WHAT TO DO ::
Which lines in the data below contain the word "that"? Return each of them.

DATASET RECORDS ::
>>>
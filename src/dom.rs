//! Document abstraction
//!
//! The tooltip never touches a concrete UI toolkit. Everything it needs from
//! its host (element lookup, attributes, inline styles, geometry and node
//! creation) goes through the [`Document`] trait. [`MemoryDocument`] is the
//! in-memory implementation used by the terminal demo and the tests.

mod memory;
mod offset;
mod selector;

use std::fmt;

pub use memory::MemoryDocument;
pub use offset::{Point, document_offset};
pub use selector::Selector;

/// Opaque identity of a node inside a [`Document`]
#[derive(Debug, Clone, Copy, PartialEq, Eq, Hash, PartialOrd, Ord)]
pub struct ElementId(u64);

impl ElementId {
    pub const fn from_raw(raw: u64) -> Self {
        ElementId(raw)
    }

    pub const fn raw(self) -> u64 {
        self.0
    }
}

impl fmt::Display for ElementId {
    fn fmt(&self, f: &mut fmt::Formatter<'_>) -> fmt::Result {
        write!(f, "#{}", self.0)
    }
}

/// Host document operations used by the tooltip widget.
///
/// Geometry follows the DOM box model: `offset_left`/`offset_top` are
/// relative to `offset_parent`, and outer sizes include borders. Tag names are
/// reported upper-case, as `Element.tagName` does.
///
/// Mutating a node that no longer exists is a silent no-op, mirroring how a
/// DOM ignores writes to a node that has been dropped from the tree.
pub trait Document {
    fn body(&self) -> ElementId;
    fn contains(&self, id: ElementId) -> bool;
    /// True when the node is the body or one of its descendants
    fn is_attached(&self, id: ElementId) -> bool;
    fn tag_name(&self, id: ElementId) -> Option<&str>;
    fn children(&self, id: ElementId) -> Vec<ElementId>;

    fn attribute(&self, id: ElementId, name: &str) -> Option<&str>;
    fn set_attribute(&mut self, id: ElementId, name: &str, value: &str);

    fn offset_parent(&self, id: ElementId) -> Option<ElementId>;
    fn offset_left(&self, id: ElementId) -> f64;
    fn offset_top(&self, id: ElementId) -> f64;
    fn scroll_left(&self, id: ElementId) -> f64;
    fn scroll_top(&self, id: ElementId) -> f64;
    fn outer_width(&self, id: ElementId) -> f64;
    fn outer_height(&self, id: ElementId) -> f64;
    fn viewport_width(&self) -> f64;

    fn create_element(&mut self, tag: &str) -> ElementId;
    fn append_child(&mut self, parent: ElementId, child: ElementId);
    /// Detach the node (and its subtree) and drop it
    fn remove(&mut self, id: ElementId);

    fn style(&self, id: ElementId, property: &str) -> Option<&str>;
    fn set_style(&mut self, id: ElementId, property: &str, value: &str);
    fn inner_html(&self, id: ElementId) -> Option<&str>;
    fn set_inner_html(&mut self, id: ElementId, html: &str);

    fn has_class(&self, id: ElementId, class: &str) -> bool {
        self.attribute(id, "class")
            .is_some_and(|classes| classes.split_whitespace().any(|c| c == class))
    }

    fn add_class(&mut self, id: ElementId, class: &str) {
        if self.has_class(id, class) {
            return;
        }
        let classes = match self.attribute(id, "class") {
            Some(existing) if !existing.trim().is_empty() => format!("{} {}", existing.trim(), class),
            _ => class.to_string(),
        };
        self.set_attribute(id, "class", &classes);
    }

    /// Attached elements matching `selector`, in document order.
    ///
    /// An unparseable selector matches nothing.
    fn select(&self, selector: &str) -> Vec<ElementId> {
        let Some(selector) = Selector::parse(selector) else {
            return Vec::new();
        };

        let mut found = Vec::new();
        let mut stack = vec![self.body()];
        while let Some(id) = stack.pop() {
            if selector.matches(self, id) {
                found.push(id);
            }
            let children = self.children(id);
            stack.extend(children.into_iter().rev());
        }
        found
    }
}

#[cfg(test)]
#[path = "dom/memory_tests.rs"]
mod memory_tests;

#[cfg(test)]
#[path = "dom/offset_tests.rs"]
mod offset_tests;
<<<
SOLUTION BELOW ::
/// Mutating a node that no longer exists is a silent no-op, mirroring how a
/// DOM ignores writes to a node that has been dropped from the tree.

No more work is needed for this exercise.